Diese Politiker brachten einen Gesetzentwurf durch die Knesset, der die Todesstrafe für Palästinenser vorsieht, die »vorsätzlich oder gleichgültig den Tod eines israelischen Bürgers verursachen«, wenn sie angeblich durch »Rassismus oder Feindseligkeit gegenüber einer Bevölkerungsgruppe« motiviert sind und mit dem Ziel, dem israelischen Staat oder »der Wiedergeburt des jüdischen Volkes in seinem Land« zu schaden, erklärt die israelische Menschenrechtsgruppe Adalah. Seit dem 7. Oktober sind mehr als 100 Palästinenser in israelischen Gefängnissen ums Leben gekommen. Wenn der neue Gesetzentwurf in Kraft tritt – er hat bereits die erste Lesung durchlaufen –, reiht er sich in die Welle von mehr als 30 antipalästinensischen Gesetzen ein, die seit dem 7. Oktober verabschiedet wurden.

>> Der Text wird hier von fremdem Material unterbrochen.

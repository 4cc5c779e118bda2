use playtogether::errors::domain::{DomainError, NotFoundKind, ValidationKind};
use time::{Duration, OffsetDateTime};
use uuid::Uuid;

use crate::support::factory::{draft_at, draft_for, memory_state, ORIGIN};

#[tokio::test]
async fn list_puts_the_caller_first_then_compatible_neighbours() {
    let (state, _store) = memory_state();
    let service = state.play_requests();
    let now = OffsetDateTime::now_utc();

    let me = draft_at("Tennis", ORIGIN, 5.0, now);
    let my_requester = me.requester_id;
    let mine = service.create(me, now).await.unwrap();
    let near = service
        .create(draft_at("tennis", ORIGIN.offset(0.01, 0.0), 5.0, now), now)
        .await
        .unwrap();
    // about 55 km away
    service
        .create(draft_at("tennis", ORIGIN.offset(0.5, 0.0), 5.0, now), now)
        .await
        .unwrap();
    service
        .create(draft_at("chess", ORIGIN, 5.0, now), now)
        .await
        .unwrap();

    let listed = service.list(my_requester, " TENNIS", now).await.unwrap();
    let ids: Vec<Uuid> = listed.iter().map(|r| r.id).collect();
    assert_eq!(ids, vec![mine.id, near.id]);
}

#[tokio::test]
async fn candidate_range_decides_reachability() {
    let (state, _store) = memory_state();
    let service = state.play_requests();
    let now = OffsetDateTime::now_utc();

    let me = draft_at("tennis", ORIGIN, 20.0, now);
    let my_requester = me.requester_id;
    service.create(me, now).await.unwrap();
    // roughly 11 km north with only a 2 km radius of its own
    service
        .create(draft_at("tennis", ORIGIN.offset(0.1, 0.0), 2.0, now), now)
        .await
        .unwrap();

    let listed = service.list(my_requester, "tennis", now).await.unwrap();
    assert_eq!(listed.len(), 1);
}

#[tokio::test]
async fn list_without_an_own_request_is_not_found() {
    let (state, _store) = memory_state();
    let err = state
        .play_requests()
        .list(Uuid::new_v4(), "tennis", OffsetDateTime::now_utc())
        .await
        .unwrap_err();
    assert!(matches!(err, DomainError::NotFound(NotFoundKind::PlayRequest, _)));
}

#[tokio::test]
async fn create_replaces_the_request_for_the_same_activity() {
    let (state, _store) = memory_state();
    let service = state.play_requests();
    let now = OffsetDateTime::now_utc();
    let requester = Uuid::new_v4();

    let first = service
        .create(draft_for(requester, "tennis", ORIGIN, 5.0, now), now)
        .await
        .unwrap();
    let mut moved = draft_for(requester, "tennis", ORIGIN.offset(0.01, 0.01), 8.0, now);
    moved.expires_at = now + Duration::hours(4);
    let second = service.create(moved, now).await.unwrap();

    assert_eq!(first.id, second.id);
    assert_eq!(second.range_km, 8.0);
    assert_eq!(second.expires_at, now + Duration::hours(4));

    let other = service
        .create(draft_for(requester, "chess", ORIGIN, 5.0, now), now)
        .await
        .unwrap();
    assert_ne!(other.id, first.id);
}

#[tokio::test]
async fn create_rejects_an_inverted_window() {
    let (state, _store) = memory_state();
    let now = OffsetDateTime::now_utc();
    let mut draft = draft_at("tennis", ORIGIN, 5.0, now);
    draft.starts_at = Some(draft.expires_at + Duration::minutes(1));

    let err = state.play_requests().create(draft, now).await.unwrap_err();
    assert!(matches!(
        err,
        DomainError::Validation(ValidationKind::InvalidWindow, _)
    ));
}
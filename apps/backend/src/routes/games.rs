//! Game routes. Responses that carry a single game also carry its ETag.

use actix_web::http::header::ETAG;
use actix_web::{web, HttpRequest, HttpResponse, HttpResponseBuilder};
use serde::Deserialize;
use time::OffsetDateTime;
use uuid::Uuid;

use crate::domain::Game;
use crate::error::AppError;
use crate::extractors::{GameId, ValidatedJson};
use crate::http::etag::{game_etag, if_none_match};
use crate::repos::Versioned;
use crate::state::app_state::AppState;

#[derive(Debug, Deserialize)]
pub struct CreateGameBody {
    pub participants: Vec<Uuid>,
}

#[derive(Debug, Deserialize)]
pub struct ConfirmBody {
    pub participant_id: Uuid,
}

#[derive(Debug, Deserialize)]
pub struct ListGamesQuery {
    pub requester_id: Uuid,
}

fn with_etag(mut builder: HttpResponseBuilder, game: &Versioned<Game>) -> HttpResponse {
    builder
        .insert_header((ETAG, game_etag(game.value.id, game.version)))
        .json(game)
}

/// POST /api/games
async fn create(
    body: ValidatedJson<CreateGameBody>,
    app_state: web::Data<AppState>,
) -> Result<HttpResponse, AppError> {
    let game = app_state
        .games()
        .create(&body.participants, OffsetDateTime::now_utc())
        .await?;
    Ok(with_etag(HttpResponse::Created(), &game))
}

/// GET /api/games?requester_id=..
async fn list(
    query: web::Query<ListGamesQuery>,
    app_state: web::Data<AppState>,
) -> Result<HttpResponse, AppError> {
    let games = app_state
        .games()
        .list_for_requester(query.requester_id)
        .await?;
    Ok(HttpResponse::Ok().json(games))
}

/// GET /api/games/{id}
///
/// Honours `If-None-Match` with `304 Not Modified`.
async fn get(
    req: HttpRequest,
    game_id: GameId,
    app_state: web::Data<AppState>,
) -> Result<HttpResponse, AppError> {
    let game = app_state.games().get(game_id.0).await?;
    let etag = game_etag(game.value.id, game.version);
    if if_none_match(&req, &etag) {
        return Ok(HttpResponse::NotModified()
            .insert_header((ETAG, etag))
            .finish());
    }
    Ok(with_etag(HttpResponse::Ok(), &game))
}

/// POST /api/games/{id}/confirm
async fn confirm(
    game_id: GameId,
    body: ValidatedJson<ConfirmBody>,
    app_state: web::Data<AppState>,
) -> Result<HttpResponse, AppError> {
    let game = app_state
        .games()
        .confirm(game_id.0, body.participant_id)
        .await?;
    Ok(with_etag(HttpResponse::Ok(), &game))
}

/// POST /api/games/{id}/activate
async fn activate(
    game_id: GameId,
    app_state: web::Data<AppState>,
) -> Result<HttpResponse, AppError> {
    let game = app_state.games().activate(game_id.0).await?;
    Ok(with_etag(HttpResponse::Ok(), &game))
}

pub fn configure_routes(cfg: &mut web::ServiceConfig) {
    cfg.service(
        web::resource("")
            .route(web::post().to(create))
            .route(web::get().to(list)),
    )
    .service(web::resource("/{id}").route(web::get().to(get)))
    .service(web::resource("/{id}/confirm").route(web::post().to(confirm)))
    .service(web::resource("/{id}/activate").route(web::post().to(activate)));
}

Die Botschaft, die der Völkermord an den Rest der Welt sendet, in dem mehr als eine Milliarde Menschen von weniger als einem Dollar pro Tag leben, ist unmissverständlich: Wirbesitzenalles, undwennihrversucht, esunswegzunehmen, werdenwireuchtöten.
Das ist die neue Weltordnung. Sie wird wie Gaza aussehen. Riesige Lager. Hunger. Zerstörung der Infrastruktur und der Zivilgesellschaft. Massenmord. Umfassende Überwachung. Hinrichtungen. Folter, einschließlich Schläge, Elektroschocks, Waterboarding, Vergewaltigung, öffentliche Demütigung, Entzug von Nahrung und Verweigerung medizinischer Versorgung, wie dies routinemäßig bei Palästinensern in israelischen Gefängnissen vorkommt. Epidemien. Krankheiten. Massengräber, in denen Bulldozer Leichen in unmarkierte Gruben schieben und in denen – wie in Gaza – die Toten wieder ausgegraben und von Rudeln hungriger verwilderter Hunde zerfetzt werden.
Wir sind nicht für das Shangri-La6 bestimmt, das leichtgläubigen Menschen von einfältigen Akademikern wie Steven Pinker verkauft wird. Wir sind zum Aussterben bestimmt. Nicht nur zum individuellen Aussterben – was unsere Konsumgesellschaft mit aller Kraft zu verbergen versucht, indem sie die Fantasie ewiger Jugend propagiert –, sondern zum vollständigen Aussterben, wenn die Temperaturen steigen und damit die Erde unbewohnbar machen. Wenn Sie glauben, dass die menschliche Spezies rational auf den Ökozid reagieren wird, haben Sie leider keinen Schimmer von der menschlichen Natur. Sie müssen sich mit Gaza beschäftigen. Und mit Geschichte.
Wenn man im globalen Norden lebt, kann man dieses Grauen vorerst aus einer sicheren Position beobachten. Aber langsam wird dieses Grauen, wenn das Klima zusammenbricht, auch zu uns kommen und die meisten von uns zu Palästinensern machen. Angesichts unserer Mitschuld am Völkermord haben wir es nicht anders verdient.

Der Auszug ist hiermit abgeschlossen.